> What the task requires
The line containing "pub const FINGERPRINT_PREFIX: usize = 1000;" marks the end: quote every line from the start of the records below through it, word for word.

Stored data:
=== Begin Enclosure ===

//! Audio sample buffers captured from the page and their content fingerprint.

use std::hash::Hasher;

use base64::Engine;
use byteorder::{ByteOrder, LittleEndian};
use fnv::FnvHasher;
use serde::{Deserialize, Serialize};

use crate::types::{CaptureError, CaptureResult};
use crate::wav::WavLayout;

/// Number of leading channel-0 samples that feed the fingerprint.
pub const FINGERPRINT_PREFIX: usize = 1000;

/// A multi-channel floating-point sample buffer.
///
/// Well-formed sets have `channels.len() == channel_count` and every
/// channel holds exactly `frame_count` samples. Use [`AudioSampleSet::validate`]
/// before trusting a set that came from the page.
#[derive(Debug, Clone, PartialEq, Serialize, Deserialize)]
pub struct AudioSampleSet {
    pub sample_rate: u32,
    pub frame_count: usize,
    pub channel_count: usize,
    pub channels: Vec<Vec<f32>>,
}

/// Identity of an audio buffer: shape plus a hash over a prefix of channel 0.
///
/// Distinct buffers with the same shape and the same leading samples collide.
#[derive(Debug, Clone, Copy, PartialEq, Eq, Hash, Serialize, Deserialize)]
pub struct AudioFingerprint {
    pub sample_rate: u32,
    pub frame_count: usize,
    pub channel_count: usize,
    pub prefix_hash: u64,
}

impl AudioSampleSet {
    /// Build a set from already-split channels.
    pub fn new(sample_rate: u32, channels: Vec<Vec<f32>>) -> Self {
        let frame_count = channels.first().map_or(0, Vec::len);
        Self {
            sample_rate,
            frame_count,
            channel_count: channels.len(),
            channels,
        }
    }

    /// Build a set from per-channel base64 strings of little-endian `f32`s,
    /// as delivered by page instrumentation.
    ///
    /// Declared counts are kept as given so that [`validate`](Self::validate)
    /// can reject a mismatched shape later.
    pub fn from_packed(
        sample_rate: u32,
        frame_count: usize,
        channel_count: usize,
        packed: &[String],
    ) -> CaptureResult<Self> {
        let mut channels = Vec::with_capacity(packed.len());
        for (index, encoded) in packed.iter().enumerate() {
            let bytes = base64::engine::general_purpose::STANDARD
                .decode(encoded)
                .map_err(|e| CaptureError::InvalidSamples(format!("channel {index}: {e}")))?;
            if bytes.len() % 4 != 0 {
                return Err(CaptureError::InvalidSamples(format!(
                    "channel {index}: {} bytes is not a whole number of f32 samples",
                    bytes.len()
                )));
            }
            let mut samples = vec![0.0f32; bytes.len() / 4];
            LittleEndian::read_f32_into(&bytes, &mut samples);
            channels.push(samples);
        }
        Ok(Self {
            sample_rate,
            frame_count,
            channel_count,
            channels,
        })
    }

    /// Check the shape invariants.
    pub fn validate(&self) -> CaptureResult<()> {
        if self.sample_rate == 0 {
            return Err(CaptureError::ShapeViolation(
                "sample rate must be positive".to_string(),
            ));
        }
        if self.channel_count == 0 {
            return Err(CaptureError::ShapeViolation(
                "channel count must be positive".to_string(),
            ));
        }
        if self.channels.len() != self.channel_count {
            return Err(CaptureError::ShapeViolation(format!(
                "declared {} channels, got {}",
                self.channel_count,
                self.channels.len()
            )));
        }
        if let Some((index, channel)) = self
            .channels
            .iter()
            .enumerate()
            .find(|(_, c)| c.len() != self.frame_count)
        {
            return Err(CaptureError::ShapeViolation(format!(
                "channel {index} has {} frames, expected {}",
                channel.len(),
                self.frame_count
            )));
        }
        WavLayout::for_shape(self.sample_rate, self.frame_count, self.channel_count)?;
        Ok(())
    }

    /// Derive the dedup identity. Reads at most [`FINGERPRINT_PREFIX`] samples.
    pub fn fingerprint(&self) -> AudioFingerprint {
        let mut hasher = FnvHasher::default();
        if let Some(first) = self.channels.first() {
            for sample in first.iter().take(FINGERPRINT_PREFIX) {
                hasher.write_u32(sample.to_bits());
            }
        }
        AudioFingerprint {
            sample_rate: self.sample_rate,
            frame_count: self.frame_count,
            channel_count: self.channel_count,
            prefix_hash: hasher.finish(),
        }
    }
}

=== End Enclosure ===

> Output for this exercise
//! Audio sample buffers captured from the page and their content fingerprint.

use std::hash::Hasher;

use base64::Engine;
use byteorder::{ByteOrder, LittleEndian};
use fnv::FnvHasher;
use serde::{Deserialize, Serialize};

use crate::types::{CaptureError, CaptureResult};
use crate::wav::WavLayout;

/// Number of leading channel-0 samples that feed the fingerprint.
pub const FINGERPRINT_PREFIX: usize = 1000;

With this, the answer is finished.